The people who got sick were seated at three tables, three feet apart.

Scientists say strong airflow from the air conditioner moved droplets from one table to another.

"I don't think we have enough information to be widely opening up society, to be honest. And that's one of the things, we need answers to questions like this," said physician Dr. Matthew Heinz, a former director of Provider Outreach in the Office of Intergovernmental and External Affairs under the Obama administration who assisted in the domestic response to the Ebola crisis.

When a person coughs or sneezes, larger droplets fall to the ground.

Smaller droplets remain suspended in the air and can be moved around by air currents.

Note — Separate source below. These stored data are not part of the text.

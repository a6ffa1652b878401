//! Response interpretation: the single normalisation point for the dual
//! failure channel. A response fails when its status is non-success or when
//! its body encodes a failure, and both roads lead to the same tagged result.

use console_types::error::FieldErrors;
use reqwest::{header, Response, StatusCode};
use serde::de::DeserializeOwned;

use crate::error::IntentError;

/// Response body decoded according to the declared content type.
#[derive(Debug, Clone, PartialEq)]
pub enum Body {
    Json(serde_json::Value),
    Text(String),
}

impl Body {
    pub fn into_json<T: DeserializeOwned>(self) -> Result<T, IntentError> {
        match self {
            Body::Json(value) => serde_json::from_value(value)
                .map_err(|err| IntentError::Transport(format!("unexpected response body: {err}"))),
            Body::Text(_) => Err(IntentError::Transport(
                "expected a JSON response body".to_string(),
            )),
        }
    }

    pub fn into_text(self) -> String {
        match self {
            Body::Json(value) => value.to_string(),
            Body::Text(text) => text,
        }
    }
}

/// Read the body per the declared content type and fold the transport status
/// into the result. Success statuses pass the body through untouched.
pub async fn interpret(response: Response) -> Result<Body, IntentError> {
    let status = response.status();
    let is_json = response
        .headers()
        .get(header::CONTENT_TYPE)
        .and_then(|value| value.to_str().ok())
        .map(|value| value.contains("application/json"))
        .unwrap_or(false);

    let body = if is_json {
        Body::Json(response.json().await?)
    } else {
        Body::Text(response.text().await?)
    };

    if status.is_success() {
        return Ok(body);
    }
    Err(failure(status, body))
}

/// Shape a failed response into the error taxonomy: a JSON object body keeps
/// its field errors verbatim, anything else becomes a status message.
pub(crate) fn failure(status: StatusCode, body: Body) -> IntentError {
    match body {
        Body::Json(serde_json::Value::Object(map)) => {
            IntentError::Validation(FieldErrors(map.into_iter().collect()))
        }
        Body::Json(other) => IntentError::Http {
            status: status.as_u16(),
            message: other.to_string(),
        },
        Body::Text(text) if !text.trim().is_empty() => IntentError::Http {
            status: status.as_u16(),
            message: text,
        },
        Body::Text(_) => IntentError::Http {
            status: status.as_u16(),
            message: status
                .canonical_reason()
                .unwrap_or("request failed")
                .to_string(),
        },
    }
}
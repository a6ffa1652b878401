use console_types::error::{ErrorDetail, FieldErrors};
use thiserror::Error;

/// Failure of a single intent invocation.
///
/// `Transport` covers network failures and undecodable bodies, `Http` a
/// non-success status without field-level detail, and `Validation` a
/// body-encoded failure whose fields are preserved verbatim.
#[derive(Debug, Clone, PartialEq, Error)]
pub enum IntentError {
    #[error("transport failure: {0}")]
    Transport(String),
    #[error("request failed with status {status}: {message}")]
    Http { status: u16, message: String },
    #[error("remote rejected request: {0}")]
    Validation(FieldErrors),
}

impl IntentError {
    /// Collapse to the display shape carried by terminal error events.
    pub fn detail(&self) -> ErrorDetail {
        match self {
            IntentError::Transport(message) => ErrorDetail::Message(message.clone()),
            IntentError::Http { message, .. } => ErrorDetail::Message(message.clone()),
            IntentError::Validation(fields) => ErrorDetail::Fields(fields.clone()),
        }
    }

    pub fn status(&self) -> Option<u16> {
        match self {
            IntentError::Http { status, .. } => Some(*status),
            _ => None,
        }
    }
}

impl From<reqwest::Error> for IntentError {
    fn from(value: reqwest::Error) -> Self {
        IntentError::Transport(value.to_string())
    }
}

Doctors say right now, it's unclear how much you have to breathe in to be infected.

"I think you need to assume it's possible and that's why it's so important to maintain the social distancing," Heinz said.

CORONAVIRUS: NY Health Dept. | NY Call 1-(888)-364-3065 | NYC Health Dept. | NYC Call 311, Text COVID to 692692 | NJ Health Dept. | NJ Call 1-(800)-222-1222 or 211, Text NJCOVID to 898211 | CT Health Dept. | CT Call 211

Experts say that risk is why people should upgrade filters in their AC units.

They are urging commercial buildings to switch their systems to the outside air as opposed to recirculating existing air within the building.

"In general, the ventilation and filtration, particularly if it's high-efficiency filtration, are going to be risk-reducing factors," Bahnfleth said.

If your system can't pull in outside air, like most residential homes, experts recommend opening windows, anything to help dilute the contaminants in your air supply.